La Nuit turque
Sur les conseils de Roxane lu La Nuit turque de Philippe Videlier. Beau livre rapide et palpitant, dont l'écriture magnifique accroche de bout en bout. Comme un thriller, ce que c'est aussi, en quelque sorte, ou bien le conte de quatre assassins et trois vengeurs. Usant d'une émotion sarcastique, le récit reste distant, comme une voix off qui commenterait, tranquillement, un peu ironiquement, la "scène du crime", la "liquidation", les "pièces de vêtements déchiquetés", les "restes de tissus épars", les "fragments d'étoffe", les "crânes", les "ossements".
"Qu'au physique Enver Pacha fût un bellâtre insignifiant était exact, mais il avait dans son bureau un portrait de Napoléon Bonaparte, expert en batailles, intrigues et reniements et le cinquième de ses mots, lorsqu'il parlait, était toujours "moi", quand ce n'était pas le premier."
Bouffonnerie des pachas, bien dignes d'être croqués par Hugo Pratt. Les révolutions de palais, les poses héroiques dans les cabinets ministériels, les chancelleries, sont dépeintes avec la légèreté précise, enlevée, avec laquelle Stendhal racontait les intrigues de la principauté de Parme. Ton charmant et spirituel, pour brosser le portrait de coquins à qui la férocité avide et les mauvaises manières de parvenus donnent une forme d'envergure. Pirate ou condottiere, ils eussent été parfaits dans leur rôle.
"Un jour d'entre les jours, ceux qui étaient arrivés gonflés d'ambition de Paris ou de Salonique, de Londres, de Genève ou du Caire, et alors qu'ils avaient conquis le pouvoir mais hésitaient sur son usage, décidèrent enfin qu'ils allaient faire un pas vers le Progrès. Ils ne savaient comment s'y prendre. Puisqu'il fallait commencer par un bout, ils entreprirent tout d'abord de se débarrasser des chiens.

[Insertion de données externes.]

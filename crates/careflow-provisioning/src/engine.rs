//! Retry-delivery engine.
//!
//! Sends one stored payload to its stored endpoint with a bounded number of
//! attempts, recording every attempt and the final outcome on the log entry.
//! Attempts are sequential; the only suspension points are the HTTP call and
//! the backoff sleep.

use std::sync::Arc;

use careflow_core::{Clock, DeliveryLogEntry, DeliveryStatus, LogCompletion};
use serde_json::Value;
use tracing::{error, info, warn};

use crate::{
    client::ProvisioningClient,
    config::ProvisioningConfig,
    error::{ProvisioningError, Result},
    retry::{RetryDecision, RetryPolicy},
    storage::ProvisioningStorage,
};

/// Maximum length of an error message stored on a failed entry.
pub const MAX_ERROR_MESSAGE_CHARS: usize = 500;

/// Stored when an error carries no description.
pub const GENERIC_FAILURE_MESSAGE: &str = "Webhook delivery failed";

/// Which lifecycle a delivery run belongs to.
#[derive(Debug, Clone, Copy, PartialEq, Eq)]
pub enum Lifecycle {
    /// First send of a freshly created log entry; attempt 1 is `PENDING`.
    Initial,
    /// Manual retry of a `FAILED` entry; every attempt is `RETRYING`.
    ManualRetry,
}

impl Lifecycle {
    fn attempt_status(self, attempt_index: u32) -> DeliveryStatus {
        match (self, attempt_index) {
            (Self::Initial, 0) => DeliveryStatus::Pending,
            _ => DeliveryStatus::Retrying,
        }
    }
}

/// Result of one delivery run.
#[derive(Debug, Clone)]
pub struct DeliveryReport {
    /// Log entry as left by the final write.
    pub entry: DeliveryLogEntry,
    /// HTTP attempts made in this run.
    pub attempts_made: u32,
}

impl DeliveryReport {
    /// Whether the manager accepted the webhook.
    pub fn succeeded(&self) -> bool {
        self.entry.status == DeliveryStatus::Success
    }

    /// Failure description stored on the entry, if the run failed.
    pub fn error_message(&self) -> Option<&str> {
        (!self.succeeded()).then_some(self.entry.error_message.as_deref()).flatten()
    }
}

/// Delivers stored payloads with retries.
#[derive(Clone)]
pub struct DeliveryEngine {
    storage: Arc<dyn ProvisioningStorage>,
    client: ProvisioningClient,
    policy: RetryPolicy,
    api_key: String,
    clock: Arc<dyn Clock>,
}

impl DeliveryEngine {
    /// Creates an engine from the integration settings.
    ///
    /// # Errors
    ///
    /// Returns `ProvisioningError::ConfigurationError` if the HTTP client
    /// cannot be built.
    pub fn new(
        storage: Arc<dyn ProvisioningStorage>,
        config: &ProvisioningConfig,
        clock: Arc<dyn Clock>,
    ) -> Result<Self> {
        let mut policy = config.retry.clone();
        policy.max_attempts = policy.max_attempts.max(1);

        Ok(Self {
            storage,
            client: ProvisioningClient::new(config.client.clone())?,
            policy,
            api_key: config.api_key.clone(),
            clock,
        })
    }

    /// Runs one delivery lifecycle for `entry`.
    ///
    /// Delivery failures are recorded on the entry and reported through the
    /// returned [`DeliveryReport`]; they are not errors.
    ///
    /// # Errors
    ///
    /// Returns `ProvisioningError::Storage` if a log write fails.
    pub async fn deliver(
        &self,
        entry: &DeliveryLogEntry,
        lifecycle: Lifecycle,
    ) -> Result<DeliveryReport> {
        let log_id = entry.id;
        let task_id = entry.task_id;
        let mut attempt_index = 0;

        loop {
            let status = lifecycle.attempt_status(attempt_index);
            self.storage.record_attempt(log_id, status, self.clock.now_utc()).await?;
            let attempts_made = attempt_index + 1;

            let (error, response) = match self
                .client
                .send(&entry.endpoint, &self.api_key, entry.payload(), attempts_made)
                .await
            {
                Ok(response) if response.is_success() => {
                    info!(
                        %task_id,
                        %log_id,
                        attempt = attempts_made,
                        status_code = response.status_code,
                        duration_ms = response.duration.as_millis(),
                        "provisioning webhook delivered"
                    );
                    let completion = LogCompletion::succeeded(response.status_code, response.body);
                    let entry = self.storage.complete_log(log_id, completion).await?;
                    return Ok(DeliveryReport { entry, attempts_made });
                },
                Ok(response) => (
                    ProvisioningError::from_status(response.status_code, response.text),
                    Some(response.body),
                ),
                Err(error) => (error, None),
            };

            match self.policy.decide(attempt_index, &error) {
                RetryDecision::Retry { delay } => {
                    warn!(
                        %task_id,
                        %log_id,
                        attempt = attempts_made,
                        status_code = error.status_code(),
                        delay_ms = delay.as_millis(),
                        error = %error,
                        "provisioning webhook attempt failed, retrying"
                    );
                    self.clock.sleep(delay).await;
                    attempt_index += 1;
                },
                RetryDecision::GiveUp { reason } => {
                    error!(
                        %task_id,
                        %log_id,
                        attempt = attempts_made,
                        status_code = error.status_code(),
                        reason = %reason,
                        error = %error,
                        "provisioning webhook delivery failed"
                    );
                    let completion = failure_completion(&error, response);
                    let entry = self.storage.complete_log(log_id, completion).await?;
                    return Ok(DeliveryReport { entry, attempts_made });
                },
            }
        }
    }
}

fn failure_completion(error: &ProvisioningError, response: Option<Value>) -> LogCompletion {
    LogCompletion::failed(error.status_code(), response, failure_message(&error.to_string()))
}

/// Message stored for a failed lifecycle: truncated, generic when blank.
pub fn failure_message(message: &str) -> String {
    if message.trim().is_empty() {
        GENERIC_FAILURE_MESSAGE.to_string()
    } else {
        truncate_chars(message, MAX_ERROR_MESSAGE_CHARS)
    }
}

/// Cuts `text` to at most `max_chars` characters.
pub fn truncate_chars(text: &str, max_chars: usize) -> String {
    match text.char_indices().nth(max_chars) {
        Some((byte_index, _)) => text[..byte_index].to_string(),
        None => text.to_string(),
    }
}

Constantinople manquait de l'hygiène la plus élémentaire. Ils le vérifiaient quotidiennement, eux qui avaient l'expérience des cafés des capitales occidentales et des casernes de Macédoine. Or à Constantinople, depuis des lustres et des lustres, des siècles sans doute, divaguaient des chiens par milliers, des chiens jaunes, des chiens gris, des chiens noir et blanc, des chiens roux au museau pointu qui formaient une société particulière et avaient attiré l'attention, naguère, de quelques scientifiques, par leur nombre et pour leurs moeurs fort sociables. On disait, c'était chose rare, qu'ils s'entendaient parfaitement avec les chats et montraient ainsi une tendance étonnante à la tolérance, à la douceur de vivre en compagnie. Ils étaient aimés du petit peuple, mais détestés de quelques-uns."

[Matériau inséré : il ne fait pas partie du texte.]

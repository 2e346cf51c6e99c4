//! PostgreSQL repositories for provisioning data.
//!
//! The delivery log is owned by this service. Task, product and device tables
//! belong to the CRM; the repositories here read them and touch only the
//! LoRaWAN provisioning columns on device records.

use std::sync::Arc;

use sqlx::PgPool;

pub mod device_provisioning;
pub mod tasks;
pub mod webhook_logs;

use crate::error::Result;

/// Container for all repository instances sharing one pool.
#[derive(Clone)]
pub struct Storage {
    /// Repository for the webhook delivery log.
    pub webhook_logs: Arc<webhook_logs::Repository>,

    /// Read-only repository for task aggregates.
    pub tasks: Arc<tasks::Repository>,

    /// Repository for device provisioning status writes.
    pub devices: Arc<device_provisioning::Repository>,
}

impl Storage {
    /// Creates a new storage instance with the given connection pool.
    pub fn new(pool: PgPool) -> Self {
        let pool = Arc::new(pool);

        Self {
            webhook_logs: Arc::new(webhook_logs::Repository::new(pool.clone())),
            tasks: Arc::new(tasks::Repository::new(pool.clone())),
            devices: Arc::new(device_provisioning::Repository::new(pool)),
        }
    }

    /// Performs a health check on the database connection.
    ///
    /// # Errors
    ///
    /// Returns `CoreError::Database` if the connection is unhealthy.
    pub async fn health_check(&self) -> Result<()> {
        let _: (i32,) = sqlx::query_as("SELECT 1").fetch_one(&*self.webhook_logs.pool()).await?;

        Ok(())
    }
}
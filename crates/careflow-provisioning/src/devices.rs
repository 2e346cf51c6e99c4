//! Flag-gated bulk updates of device provisioning status.

use std::sync::Arc;

use careflow_core::{Clock, ProvisioningStatus, ProvisioningUpdate, TaskId};
use tracing::debug;

use crate::{error::Result, storage::ProvisioningStorage};

/// Outcome of a device status update.
#[derive(Debug, Clone, Copy, PartialEq, Eq)]
pub enum DeviceSync {
    /// The task is gone or its product does not use LoRaWAN.
    Skipped,
    /// Every device of the task was updated.
    Updated(u64),
}

/// Applies a provisioning status to every device of a task.
///
/// The product flag is re-read on every call, so a product switched off
/// mid-delivery stops receiving device writes.
#[derive(Clone)]
pub struct DeviceStatusUpdater {
    storage: Arc<dyn ProvisioningStorage>,
    clock: Arc<dyn Clock>,
}

impl DeviceStatusUpdater {
    /// Creates an updater over the given storage.
    pub fn new(storage: Arc<dyn ProvisioningStorage>, clock: Arc<dyn Clock>) -> Self {
        Self { storage, clock }
    }

    /// Sets `status` (and optionally an error message) on every device.
    ///
    /// # Errors
    ///
    /// Returns `ProvisioningError::Storage` if the flag read or the bulk
    /// update fails.
    pub async fn update(
        &self,
        task_id: TaskId,
        status: ProvisioningStatus,
        error_message: Option<String>,
    ) -> Result<DeviceSync> {
        if self.storage.product_uses_lorawan(task_id).await? != Some(true) {
            debug!(%task_id, %status, "product not using LoRaWAN, device update skipped");
            return Ok(DeviceSync::Skipped);
        }

        let update = ProvisioningUpdate::new(status, error_message, self.clock.now_utc());
        let updated = self.storage.update_devices(task_id, update).await?;

        debug!(%task_id, %status, devices = updated, "device provisioning status updated");
        Ok(DeviceSync::Updated(updated))
    }
}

Derrière les triples murailles du palais de Yildiz, à Constantinople, porte de l'Europe, le Sultan trame de noirs complots. Le sang coule sur la Corne d'Or. Le sang coule en Anatolie. Des comités secrets, les exilés politiques de Paris, les militaires de Salonique organisent la révolution. Mais l'aventure tournera mal : guerre dans les Balkans, au Caucase, terreur sur l'Empire ottoman.

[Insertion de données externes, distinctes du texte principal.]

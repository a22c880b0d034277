//! Error handling for the Logdoc CLI.
//!
//! Provides structured errors with:
//! - User-friendly messages
//! - Actionable suggestions
//! - Proper error chaining
//! - Exit code mapping

use std::error::Error;

use owo_colors::OwoColorize;
use thiserror::Error;

use logdoc_core::error::LogdocError;

pub use logdoc_core::error::ErrorCategory as CoreCategory;

/// Result type alias for CLI operations.
pub type CliResult<T> = Result<T, CliError>;

/// CLI error types.
#[derive(Debug, Error)]
pub enum CliError {
    /// Invalid user input that clap could not reject on its own.
    #[error("Invalid input: {message}")]
    InvalidInput {
        message: String,
        #[source]
        source: Option<Box<dyn std::error::Error + Send + Sync>>,
    },

    // ── Config errors ──────────────────────────────────────────────────────
    /// A configuration file could not be read, parsed, or written.
    #[error("Configuration error: {message}")]
    ConfigError {
        message: String,
        #[source]
        source: Option<Box<dyn std::error::Error + Send + Sync>>,
    },

    // ── Core errors ────────────────────────────────────────────────────────
    /// An error propagated from `logdoc-core` or its adapters.
    ///
    /// Wrapped here so that the CLI can attach suggestions drawn from the
    /// core error's category without touching core internals.
    #[error(transparent)]
    Core(#[from] LogdocError),

    // ── System errors ──────────────────────────────────────────────────────
    /// An I/O operation failed.
    #[error("I/O error: {message}")]
    IoError {
        message: String,
        #[source]
        source: std::io::Error,
    },
}

impl From<std::io::Error> for CliError {
    fn from(err: std::io::Error) -> Self {
        CliError::IoError {
            message: err.to_string(),
            source: err,
        }
    }
}

impl CliError {
    /// Get user-actionable suggestions for fixing this error.
    pub fn suggestions(&self) -> Vec<String> {
        match self {
            Self::InvalidInput { message, .. } => vec![
                format!("Check your input: {}", message),
                "Use --help for usage information".into(),
            ],

            Self::ConfigError { message, .. } => vec![
                format!("Configuration issue: {}", message),
                "Check the file shown by 'logdoc config path'".into(),
                "Use 'logdoc config init' to create a default config".into(),
            ],

            Self::Core(core_err) => core_err.suggestions(),

            Self::IoError { message, .. } => vec![
                format!("I/O operation failed: {}", message),
                "Check file permissions".into(),
                "Ensure the parent directory exists".into(),
            ],
        }
    }

    /// Get the error category for styling and exit codes.
    pub fn category(&self) -> ErrorCategory {
        match self {
            Self::InvalidInput { .. } => ErrorCategory::UserError,
            Self::ConfigError { .. } => ErrorCategory::Configuration,
            Self::Core(core) => match core.category() {
                CoreCategory::Validation | CoreCategory::InvalidArgument => {
                    ErrorCategory::UserError
                }
                CoreCategory::NotFound => ErrorCategory::NotFound,
                CoreCategory::Configuration => ErrorCategory::Configuration,
                CoreCategory::Filesystem | CoreCategory::Template | CoreCategory::Internal => {
                    ErrorCategory::Internal
                }
            },
            Self::IoError { .. } => ErrorCategory::Internal,
        }
    }

    /// Exit code to pass to the OS.
    ///
    /// | Category      | Code |
    /// |---------------|------|
    /// | User error    |  2   |
    /// | Not found     |  3   |
    /// | Configuration |  4   |
    /// | Internal      |  1   |
    pub fn exit_code(&self) -> u8 {
        match self.category() {
            ErrorCategory::UserError => 2,
            ErrorCategory::NotFound => 3,
            ErrorCategory::Configuration => 4,
            ErrorCategory::Internal => 1,
        }
    }

    /// Format the error for display with colors and suggestions.
    pub fn format_colored(&self, verbose: bool) -> String {
        let mut output = String::new();

        output.push_str(&format!(
            "\n{} {}\n\n",
            "✗".red().bold(),
            "Error:".red().bold()
        ));

        output.push_str(&format!("  {}\n", self.to_string().red()));

        if verbose {
            let mut source = self.source();
            while let Some(err) = source {
                output.push_str(&format!(
                    "\n  {} {}\n",
                    "→".dimmed(),
                    err.to_string().dimmed()
                ));
                source = err.source();
            }
        }

        let suggestions = self.suggestions();
        if !suggestions.is_empty() {
            output.push_str(&format!("\n{}\n", "Suggestions:".yellow().bold()));
            for suggestion in suggestions {
                output.push_str(&format!("  {}\n", suggestion));
            }
        }

        if !verbose {
            output.push('\n');
            output.push_str(&format!(
                "{} {}\n",
                "\u{2139}".blue(), // ℹ
                "Use -v / --verbose for more details.".dimmed(),
            ));
        }

        output
    }

    /// Plain-text version of [`Self::format_colored`], without ANSI codes.
    pub fn format_plain(&self, verbose: bool) -> String {
        let mut out = String::new();
        out.push_str(&format!("\nError: {}\n", self));

        if verbose {
            let mut src = self.source();
            while let Some(err) = src {
                out.push_str(&format!("  Caused by: {err}\n"));
                src = err.source();
            }
        }

        let suggestions = self.suggestions();
        if !suggestions.is_empty() {
            out.push_str("\nSuggestions:\n");
            for s in &suggestions {
                out.push_str(&format!("  {s}\n"));
            }
        }

        if !verbose {
            out.push_str("\nUse -v / --verbose for more details.\n");
        }

        out
    }

    /// Log the error using tracing.
    pub fn log(&self) {
        match self.category() {
            ErrorCategory::UserError => tracing::warn!("User error: {}", self),
            ErrorCategory::NotFound => tracing::warn!("Not found: {}", self),
            ErrorCategory::Configuration => tracing::error!("Configuration error: {}", self),
            ErrorCategory::Internal => tracing::error!("Internal error: {}", self),
        }

        if let Some(source) = self.source() {
            tracing::debug!("Caused by: {}", source);
        }
    }
}

/// Error categories for classification.
#[derive(Debug, Clone, Copy, PartialEq, Eq)]
pub enum ErrorCategory {
    /// User input error (validation, invalid arguments).
    UserError,
    /// Resource not found.
    NotFound,
    /// Configuration error.
    Configuration,
    /// Internal/system error.
    Internal,
}

// ── IntoCli trait ─────────────────────────────────────────────────────────────

/// Extension trait to convert I/O failures into [`CliError`] at call-sites
/// with a descriptive context message.
pub trait IntoCli<T> {
    /// Convert to `CliResult` attaching a human-readable context message.
    fn with_cli_context<F, S>(self, f: F) -> CliResult<T>
    where
        F: FnOnce() -> S,
        S: Into<String>;
}

impl<T> IntoCli<T> for Result<T, std::io::Error> {
    fn with_cli_context<F, S>(self, f: F) -> CliResult<T>
    where
        F: FnOnce() -> S,
        S: Into<String>,
    {
        self.map_err(|e| CliError::IoError {
            message: f().into(),
            source: e,
        })
    }
}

1915. L'ordre d'anéantissement des Arméniens est donné. Ce qui avait des allures de conte, l'histoire du Sultan et des trois Pachas, se terminera en tragédie.
Philippe Videlier est historien et chercheur au CNRS. Il a publié en 2001 aux Éditions Gallimard Le jardin de Bakounine et autres nouvelles de l'Histoire.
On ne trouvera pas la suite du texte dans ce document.